Records from a data collection:
:::::

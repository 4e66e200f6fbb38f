use std::path::PathBuf;

use anyhow::{Context, Result, bail};
use brewdog_catalog::{CatalogClient, CatalogClientConfig, CatalogMockMode};
use tracing::debug;

use crate::config::Config;

/// Record all catalog traffic of this run to the given file.
pub const CATALOG_MOCK_RECORD_VAR: &str = "BREWDOG_CATALOG_MOCK_RECORD";
/// Serve catalog requests from a previous recording instead of the network.
pub const CATALOG_MOCK_REPLAY_VAR: &str = "BREWDOG_CATALOG_MOCK_REPLAY";

const DEFAULT_USER_AGENT: &str = concat!("brewdog/", env!("CARGO_PKG_VERSION"));

/// Initialize the catalog client
///
/// - Replay a recording if `$BREWDOG_CATALOG_MOCK_REPLAY` points to one
/// - Record to a file if `$BREWDOG_CATALOG_MOCK_RECORD` is set
/// - Talk to the configured catalog otherwise
pub fn init_catalog_client(config: &Config) -> Result<CatalogClient> {
    let client_config = catalog_client_config(config)?;
    debug!(
        catalog_url = %client_config.catalog_url,
        mock_mode = ?client_config.mock_mode,
        "using catalog client"
    );
    CatalogClient::new(client_config).context("Could not create catalog client")
}

fn catalog_client_config(config: &Config) -> Result<CatalogClientConfig> {
    let mut client_config = CatalogClientConfig::new(config.catalog_url.clone());
    client_config.timeout = config.request_timeout();
    client_config.user_agent = Some(
        config
            .user_agent
            .clone()
            .unwrap_or_else(|| DEFAULT_USER_AGENT.to_string()),
    );

    // Pass in a bool if we are running in CI, so requests can reflect this in the headers
    if std::env::var("CI").is_ok() {
        client_config
            .extra_headers
            .insert("brewdog-ci".to_string(), "true".to_string());
    }

    client_config.mock_mode = mock_mode()?;
    Ok(client_config)
}

fn mock_mode() -> Result<CatalogMockMode> {
    let record = std::env::var_os(CATALOG_MOCK_RECORD_VAR).map(PathBuf::from);
    let replay = std::env::var_os(CATALOG_MOCK_REPLAY_VAR).map(PathBuf::from);

    match (record, replay) {
        (None, None) => Ok(CatalogMockMode::None),
        (Some(_), Some(_)) => bail!(
            "only one of ${CATALOG_MOCK_RECORD_VAR} and ${CATALOG_MOCK_REPLAY_VAR} can be set"
        ),
        (Some(path), None) => Ok(CatalogMockMode::Record(path)),
        (None, Some(path)) => {
            if !path.exists() {
                bail!("path to mock data file doesn't exist: {}", path.display());
            }
            Ok(CatalogMockMode::Replay(path))
        },
    }
}

#[cfg(test)]
mod tests {
    use pretty_assertions::assert_eq;
    use serial_test::serial;

    use super::*;

    fn test_config() -> Config {
        Config {
            catalog_url: "http://localhost:1/v2/beers".parse().unwrap(),
            user_agent: None,
            request_timeout_secs: 3,
            sort_column: Default::default(),
            sort_direction: Default::default(),
            config_dir: None,
            state_dir: None,
        }
    }

    #[test]
    #[serial]
    fn defaults_without_mock() {
        let client_config = temp_env::with_vars(
            [
                (CATALOG_MOCK_RECORD_VAR, None::<&str>),
                (CATALOG_MOCK_REPLAY_VAR, None),
                ("CI", None),
            ],
            || catalog_client_config(&test_config()),
        )
        .unwrap();

        assert_eq!(client_config.mock_mode, CatalogMockMode::None);
        assert_eq!(client_config.timeout.as_secs(), 3);
        assert_eq!(client_config.user_agent.as_deref(), Some(DEFAULT_USER_AGENT));
        assert!(client_config.extra_headers.is_empty());
    }

    #[test]
    #[serial]
    fn ci_header() {
        let client_config = temp_env::with_vars(
            [
                (CATALOG_MOCK_RECORD_VAR, None),
                (CATALOG_MOCK_REPLAY_VAR, None),
                ("CI", Some("1")),
            ],
            || catalog_client_config(&test_config()),
        )
        .unwrap();
        assert_eq!(
            client_config.extra_headers.get("brewdog-ci").map(String::as_str),
            Some("true")
        );
    }

    #[test]
    #[serial]
    fn record_mode() {
        let mode = temp_env::with_vars(
            [
                (CATALOG_MOCK_RECORD_VAR, Some("/tmp/brewdog-recording.yaml")),
                (CATALOG_MOCK_REPLAY_VAR, None),
            ],
            mock_mode,
        )
        .unwrap();
        assert_eq!(
            mode,
            CatalogMockMode::Record("/tmp/brewdog-recording.yaml".into())
        );
    }

    #[test]
    #[serial]
    fn replay_requires_existing_file() {
        let result = temp_env::with_vars(
            [
                (CATALOG_MOCK_RECORD_VAR, None),
                (CATALOG_MOCK_REPLAY_VAR, Some("/does/not/exist.yaml")),
            ],
            mock_mode,
        );
        assert!(result.is_err());

        let recording = tempfile::NamedTempFile::new().unwrap();
        let path = recording.path().to_string_lossy().to_string();
        let mode = temp_env::with_vars(
            [
                (CATALOG_MOCK_RECORD_VAR, None),
                (CATALOG_MOCK_REPLAY_VAR, Some(path.as_str())),
            ],
            mock_mode,
        )
        .unwrap();
        assert_eq!(mode, CatalogMockMode::Replay(recording.path().to_path_buf()));
    }

    #[test]
    #[serial]
    fn record_and_replay_conflict() {
        let result = temp_env::with_vars(
            [
                (CATALOG_MOCK_RECORD_VAR, Some("a.yaml")),
                (CATALOG_MOCK_REPLAY_VAR, Some("b.yaml")),
            ],
            mock_mode,
        );
        assert!(result.is_err());
    }
}
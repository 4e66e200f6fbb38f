//! Interactive terminal browser.
//!
//! Terminal events and finished fetches are multiplexed in a single loop.
//! Fetches run as separate tasks and report back through a channel, tagged
//! with the sequence number [App] handed out for them.

use std::io::{self, Write};
use std::sync::Arc;
use std::sync::atomic::Ordering;

use anyhow::{Context, Result};
use bpaf::Bpaf;
use brewdog_catalog::{Beer, CatalogClient, ClientTrait, FetchError, Page, SortColumn};
use crossterm::cursor::{Hide, MoveTo, Show};
use crossterm::event::{
    DisableMouseCapture,
    EnableMouseCapture,
    Event,
    EventStream,
    KeyCode,
    KeyEvent,
    KeyEventKind,
    KeyModifiers,
    MouseButton,
    MouseEvent,
    MouseEventKind,
};
use crossterm::style::{PrintStyledContent, StyledContent, Stylize};
use crossterm::terminal::{
    self,
    Clear,
    ClearType,
    EnterAlternateScreen,
    LeaveAlternateScreen,
    disable_raw_mode,
    enable_raw_mode,
};
use crossterm::{execute, queue};
use futures::{Stream, StreamExt};
use tokio::sync::mpsc::{UnboundedSender, unbounded_channel};
use tracing::{debug, error, instrument};

use crate::app::{Action, App, FetchRequest};
use crate::config::Config;
use crate::utils::STDERR_SUPPRESSED;
use crate::utils::init::{init_catalog_client, init_log_file};
use crate::utils::message;
use crate::view::{self, Frame, Segment, SegmentStyle};

type Completion = (u64, Result<Vec<Beer>, FetchError>);

/// Assumed when the terminal does not report its size.
const FALLBACK_WIDTH: u16 = 80;

#[derive(Bpaf, Clone, Debug)]
pub struct Browse {
    /// Page to start on
    #[bpaf(long, short, argument("N"), fallback(Page::FIRST))]
    pub(crate) page: Page,
}

impl Default for Browse {
    fn default() -> Self {
        Browse { page: Page::FIRST }
    }
}

impl Browse {
    #[instrument(name = "browse", skip_all)]
    pub async fn handle(self, config: Config) -> Result<()> {
        // the screen belongs to the browser, so logs go to a file instead
        if let Some(state_dir) = &config.state_dir {
            match init_log_file(state_dir) {
                Ok(path) => debug!(path = %path.display(), "session log"),
                Err(err) => message::warning(format!("{err:#}")),
            }
        }

        let client = Arc::new(init_catalog_client(&config)?);
        let mut app = App::new(self.page, config.view_defaults());

        let session = TerminalSession::enter()?;
        let width = match terminal::size() {
            Ok((columns, _)) => columns,
            Err(err) => {
                debug!(%err, "could not query terminal size");
                FALLBACK_WIDTH
            },
        };
        let result =
            event_loop(&mut app, client, EventStream::new(), &mut io::stdout(), width).await;
        drop(session);
        result
    }
}

/// Raw mode, alternate screen and mouse capture for as long as it lives.
///
/// Dropping the session restores the terminal, also when the browser bails
/// out with an error.
struct TerminalSession;

impl TerminalSession {
    fn enter() -> Result<Self> {
        enable_raw_mode().context("Could not enable raw mode")?;
        STDERR_SUPPRESSED.store(true, Ordering::Relaxed);
        let session = TerminalSession;
        execute!(io::stdout(), EnterAlternateScreen, EnableMouseCapture, Hide)
            .context("Could not set up terminal")?;
        Ok(session)
    }
}

impl Drop for TerminalSession {
    fn drop(&mut self) {
        if let Err(err) = execute!(io::stdout(), Show, DisableMouseCapture, LeaveAlternateScreen) {
            error!(%err, "failed to restore terminal");
        }
        if let Err(err) = disable_raw_mode() {
            error!(%err, "failed to disable raw mode");
        }
        STDERR_SUPPRESSED.store(false, Ordering::Relaxed);
    }
}

/// Drive `app` with terminal `events` until it quits or `events` ends.
///
/// Every frame is laid out for a screen `width` columns wide, following
/// resize events.
async fn event_loop(
    app: &mut App,
    client: Arc<CatalogClient>,
    mut events: impl Stream<Item = io::Result<Event>> + Unpin,
    out: &mut impl Write,
    mut width: u16,
) -> Result<()> {
    let (tx, mut rx) = unbounded_channel::<Completion>();

    spawn_fetch(&client, app.start(), &tx);
    let mut frame = view::render(app, width);
    draw(out, &frame)?;

    while !app.should_quit() {
        tokio::select! {
            event = events.next() => {
                let Some(event) = event else {
                    debug!("terminal event stream closed");
                    break;
                };
                let event = event.context("Could not read terminal event")?;
                if let Event::Resize(columns, _) = event {
                    width = columns;
                }
                if let Some(action) = map_event(&event, &frame) {
                    if let Some(request) = app.handle(action) {
                        spawn_fetch(&client, request, &tx);
                    }
                }
            },
            Some((seq, result)) = rx.recv() => {
                app.complete(seq, result);
            },
        }

        frame = view::render(app, width);
        draw(out, &frame)?;
    }

    Ok(())
}

fn spawn_fetch(
    client: &Arc<CatalogClient>,
    request: FetchRequest,
    tx: &UnboundedSender<Completion>,
) {
    let client = Arc::clone(client);
    let tx = tx.clone();
    tokio::spawn(async move {
        let result = client.fetch_page(&request.query).await;
        // nobody listens anymore once the browser quit
        let _ = tx.send((request.seq, result));
    });
}

/// Translate a terminal event into an [Action].
///
/// Mouse clicks are resolved against the click targets of the `frame` that
/// is currently on screen.
fn map_event(event: &Event, frame: &Frame) -> Option<Action> {
    match event {
        Event::Key(key) => map_key(key),
        Event::Mouse(MouseEvent {
            kind: MouseEventKind::Down(MouseButton::Left),
            column,
            row,
            ..
        }) => frame.target_at(*column, *row),
        _ => None,
    }
}

fn map_key(key: &KeyEvent) -> Option<Action> {
    if key.kind != KeyEventKind::Press {
        return None;
    }

    let action = match key.code {
        KeyCode::Char('c') if key.modifiers.contains(KeyModifiers::CONTROL) => Action::Quit,
        KeyCode::Left | KeyCode::PageUp => Action::PreviousPage,
        KeyCode::Right | KeyCode::PageDown => Action::NextPage,
        KeyCode::F(n @ 1..=4) => Action::SortBy(SortColumn::ALL[usize::from(n - 1)]),
        KeyCode::Up => Action::CursorUp,
        KeyCode::Down => Action::CursorDown,
        KeyCode::Backspace => Action::SearchBackspace,
        KeyCode::Esc => Action::SearchClear,
        KeyCode::Char(c)
            if !key
                .modifiers
                .intersects(KeyModifiers::CONTROL | KeyModifiers::ALT) =>
        {
            Action::SearchInput(c)
        },
        _ => return None,
    };
    Some(action)
}

fn styled(segment: &Segment) -> StyledContent<&str> {
    let text = segment.text.as_str();
    match segment.style {
        SegmentStyle::Plain => text.stylize(),
        SegmentStyle::Title => text.bold(),
        SegmentStyle::Header => text.underlined(),
        SegmentStyle::ActiveHeader => text.bold().underlined(),
        SegmentStyle::Button => text.cyan(),
        SegmentStyle::DisabledButton => text.dark_grey(),
        SegmentStyle::Selected => text.reverse(),
        SegmentStyle::Detail => text.italic(),
        SegmentStyle::Error => text.red(),
    }
}

fn draw(out: &mut impl Write, frame: &Frame) -> Result<()> {
    queue!(out, Clear(ClearType::All))?;
    for (row, line) in frame.lines.iter().enumerate() {
        let row = u16::try_from(row).unwrap_or(u16::MAX);
        queue!(out, MoveTo(0, row))?;
        for segment in &line.segments {
            queue!(out, PrintStyledContent(styled(segment)))?;
        }
    }
    out.flush()?;
    Ok(())
}
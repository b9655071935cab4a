//! The business rule engine: derived-field recomputation.
//!
//! Applied to the whole table after every insert, update and delete,
//! and before every save. After it runs, for every record:
//!   - balance == max(0, fee_amount - fee_paid)
//!   - balance == 0  <=>  due_date is empty and fee_paid_on is set
//!   - balance  > 0  <=>  fee_paid_on is empty

use crate::{record::FeeRecord, types::Amount};
use chrono::NaiveDate;

/// Recompute every record of a table. Pure: same input and same `today`
/// give the same output, and applying it twice changes nothing.
pub fn recompute(records: Vec<FeeRecord>, today: NaiveDate) -> Vec<FeeRecord> {
    records
        .into_iter()
        .map(|r| recompute_record(r, today))
        .collect()
}

pub fn recompute_record(mut record: FeeRecord, today: NaiveDate) -> FeeRecord {
    record.balance = balance_of(record.fee_amount, record.fee_paid);
    if record.balance == 0 {
        // Keep an existing paid-on date; only stamp a fresh settlement.
        record.fee_paid_on.get_or_insert(today);
        record.due_date = None;
    } else {
        record.fee_paid_on = None;
    }
    record
}

pub fn balance_of(fee_amount: Amount, fee_paid: Amount) -> Amount {
    fee_amount.saturating_sub(fee_paid)
}

/// Sum of every balance due, saturating at `Amount::MAX`.
pub fn total_outstanding(records: &[FeeRecord]) -> Amount {
    records.iter().map(|r| r.balance).fold(0, Amount::saturating_add)
}

/// Does the record satisfy every derived-field invariant?
pub fn is_consistent(record: &FeeRecord) -> bool {
    let balance_ok = record.balance == balance_of(record.fee_amount, record.fee_paid);
    let settled = record.due_date.is_none() && record.fee_paid_on.is_some();
    let unpaid = record.fee_paid_on.is_none();
    balance_ok && (record.balance == 0) == settled && (record.balance > 0) == unpaid
}
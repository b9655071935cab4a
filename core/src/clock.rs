//! Calendar source for the business rules.
//!
//! RULE: Nothing in the rule engine reads the system clock directly.
//! "Today" always comes through a Clock so recompute stays reproducible.

use chrono::{Local, NaiveDate};

pub trait Clock {
    /// The current calendar date, used to stamp Fee Paid On.
    fn today(&self) -> NaiveDate;
}

/// The local calendar date of the machine running the desk.
#[derive(Debug, Clone, Copy, Default)]
pub struct SystemClock;

impl Clock for SystemClock {
    fn today(&self) -> NaiveDate {
        Local::now().date_naive()
    }
}

/// A clock pinned to one date. Used by tests and replay tooling.
#[derive(Debug, Clone, Copy, PartialEq, Eq)]
pub struct FixedClock(pub NaiveDate);

impl Clock for FixedClock {
    fn today(&self) -> NaiveDate {
        self.0
    }
}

:::::

* **ASSIGNMENT**: Start at the first line of the entries and stop at the line with "const DEFAULT_USER_AGENT: &str". Retype each of those lines exactly, both ends included.

* **WRITTEN RESPONSE**:
repository 4e66e200f6fbb38f
use std::path::PathBuf;

use anyhow::{Context, Result, bail};
use brewdog_catalog::{CatalogClient, CatalogClientConfig, CatalogMockMode};
use tracing::debug;

use crate::config::Config;

/// Record all catalog traffic of this run to the given file.
pub const CATALOG_MOCK_RECORD_VAR: &str = "BREWDOG_CATALOG_MOCK_RECORD";
/// Serve catalog requests from a previous recording instead of the network.
pub const CATALOG_MOCK_REPLAY_VAR: &str = "BREWDOG_CATALOG_MOCK_REPLAY";

const DEFAULT_USER_AGENT: &str = concat!("brewdog/", env!("CARGO_PKG_VERSION"));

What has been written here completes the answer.